ただ、FWの加倉は自らの責任を感じながらこう言った「1点取られても、1点取れば負けないし、FWとしては責任を感じています」。これもその通りで昨シーズンからずっと掲げてきた「複数得点」を奪うことができれば一度の緩みであれば取り返すことができる話だ。

ただ、それが簡単じゃない。虎の子の1点を守ろうとゴール前で捨て身の守備を見せたレイラック滋賀の選手たち。早く1点が欲しくてシュートを急ぐヴィアティン三重の攻撃。結果として相手の気迫が終盤の猛攻をことごとく跳ね返すパワーを生み、それを乗り越える冷静さとひと工夫が足らなかったヴィアティン三重はゴールを奪うことができなかった。「あと一歩届かなかった」という言葉では簡単に片付けられない差がそこにはあった。

0-1での敗戦という結果は、ただただ現実を突き付けてくる。しかしこの試合を終えて多くの人たちが感じたようにポジティブな要素がたくさん見て取れた。ピッチに立った選手たち全員がハードワークを続け、DF陣は饗庭を中心に相手の強力な3トップに対応し、積極的なインターセプトを何度も見せ攻撃の糸口を掴んだ。FW陣はチーム最年長、今年33歳になる加倉を筆頭にハードワークを続け、前への意識を持ち続けて滋賀ゴールを目指した。

新加入の井口は90分の間フルに走り続けて攻撃でも守備でも相手に脅威を与え続けた。また井口の加入はチームに大きな変化をもたらしている。これまでは右ウイングバックの池田の負担がかなり大きく、良くも悪くもチームの要になっていたが、井口が加入してからの3試合ではその負担が随分と軽減されている。井口は豊富な運動量で高い位置からの守備もでき、低く下がっての守備もでき、奪ってからドリブルで運び、パスを受けてキープすることもできる。その結果、池田に余裕が出て今までになかった連動性も生まれている。

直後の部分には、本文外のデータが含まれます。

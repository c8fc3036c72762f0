//! Randomized greedy construction: the SA starting point, almost always
//! infeasible.

use crate::problem::{CourseId, PeriodId, Problem, RoomId};
use crate::solution::Solution;

/// For each lecture of each course, try a random `(period, room)` that
/// respects capacity, room type and unavailability. After three consecutive
/// failures on the same lecture, force it into any empty cell regardless of
/// compatibility — construction must terminate even on overconstrained
/// instances.
pub fn initial_construct(problem: &Problem, rng: &mut fastrand::Rng) -> Solution {
    let mut solution = Solution::new_empty(problem);

    for (course_idx, course) in problem.courses.iter().enumerate() {
        let course_id = CourseId::from_index(course_idx);

        for _ in 0..course.lecture_count {
            let mut failures = 0;
            loop {
                let period = PeriodId::from_index(rng.usize(0..problem.total_periods()));
                let room = RoomId::from_index(rng.usize(0..problem.num_rooms()));

                if solution.get(period, room).is_some() {
                    failures += 1;
                } else if problem.is_unavailable(course_id, period)
                    || !problem.room_acceptable_for_construction(course, problem.room(room))
                {
                    failures += 1;
                } else {
                    solution.set(period, room, Some(course_id));
                    break;
                }

                if failures >= 3 {
                    if let Some((period, room)) = find_any_empty_cell(problem, &solution, rng) {
                        solution.set(period, room, Some(course_id));
                    }
                    break;
                }
            }
        }
    }

    solution
}

/// Scans for an empty cell starting from a random offset, so the forced
/// placement doesn't always land near period 0 once the grid fills up.
fn find_any_empty_cell(
    problem: &Problem,
    solution: &Solution,
    rng: &mut fastrand::Rng,
) -> Option<(PeriodId, RoomId)> {
    let num_cells = problem.num_cells();
    let start = rng.usize(0..num_cells.max(1));

    for offset in 0..num_cells {
        let idx = (start + offset) % num_cells;
        let period = PeriodId::from_index(idx / problem.num_rooms());
        let room = RoomId::from_index(idx % problem.num_rooms());
        if solution.get(period, room).is_none() {
            return Some((period, room));
        }
    }

    None
}

#[cfg(test)]
mod tests {
    use super::*;
    use crate::problem::{Course, Room, Teacher, UnavailabilityTable};

    fn problem_2x2() -> Problem {
        Problem {
            name: "t".into(),
            days: 2,
            periods_per_day: 1,
            rooms: vec![
                Room { name: "R0".into(), capacity: 30, room_type: 1 },
                Room { name: "R1".into(), capacity: 30, room_type: 1 },
            ],
            teachers: vec![Teacher { name: "T0".into() }],
            courses: vec![Course {
                name: "C0".into(),
                teacher_id: crate::problem::TeacherId::from_index(0),
                lecture_count: 2,
                min_days: 1,
                student_count: 10,
                required_room_type: 1,
                curricula: vec![],
            }],
            curricula: vec![],
            unavailability: UnavailabilityTable::build(1, vec![]),
        }
    }

    #[test]
    fn places_exactly_lecture_count_cells_per_course() {
        let problem = problem_2x2();
        let mut rng = fastrand::Rng::with_seed(1);
        let solution = initial_construct(&problem, &mut rng);

        let placed = solution
            .occupied_cells()
            .filter(|&(_, _, c)| c == CourseId::from_index(0))
            .count();
        assert_eq!(placed, 2);
    }

    #[test]
    fn never_double_books_a_cell() {
        let problem = problem_2x2();
        let mut rng = fastrand::Rng::with_seed(99);
        let solution = initial_construct(&problem, &mut rng);

        assert_eq!(solution.occupied_cells().count(), 2);
    }

    #[test]
    fn terminates_even_when_every_lecture_must_be_forced() {
        // Only one cell exists for two lectures: the second must be forced.
        let mut problem = problem_2x2();
        problem.days = 1;
        problem.rooms.truncate(1);

        let mut rng = fastrand::Rng::with_seed(5);
        let solution = initial_construct(&problem, &mut rng);

        // At most one cell can ever be occupied (1 period x 1 room).
        assert!(solution.occupied_cells().count() <= 1);
    }
}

どれだけポジティブな要素を並べても試合に負けたという事実は変わらないが、これだけアグレッシブにゴールに向かうヴィアティン三重の姿を見られたのはいつ以来だろうか。菅原監督体制になって5試合目、ここまで苦しんできたチームが新しい取り組みを始めたからと言って、結果を出すことは簡単じゃないと菅原監督は言う。しかしその歩みは着実に実を結びつつあると
感じさせる内容だったように思う。そしてこんなふうにアグレッシブに闘うヴィアティン三重の試合をもっと観たいと思った。そう感じた人はこの日ラビスタに集まった3,015人の中にも多くいたのではないだろうか。

「ヴィアティン頑張れー!!!!」
試合中、スタンドのあちこちから大きな声が聞こえてきた。そして試合に敗れて肩を落とす選手たちを迎えるスタンドからも聞こえてきた。試合が終わっていたにもかかわらず。
優勝・昇格、恐らくそんな言葉を気にしていないであろう子どもたちは目の前で闘い抜いた選手たちに心から湧き出てくる声を届けた。
「ヴィアティン頑張れー!!!!」

勝利を掴むことはできなかったが、この日の彼らの闘いぶりは応援するに値するものだった。大人も子どもも、なりふり構わず叫ぶ姿がそれを物語っていた。
だからこそ、選手たちは自信を持って、勝利を求めて次の闘いに向かって欲しい。闘いは続く、Never Stop Challenging.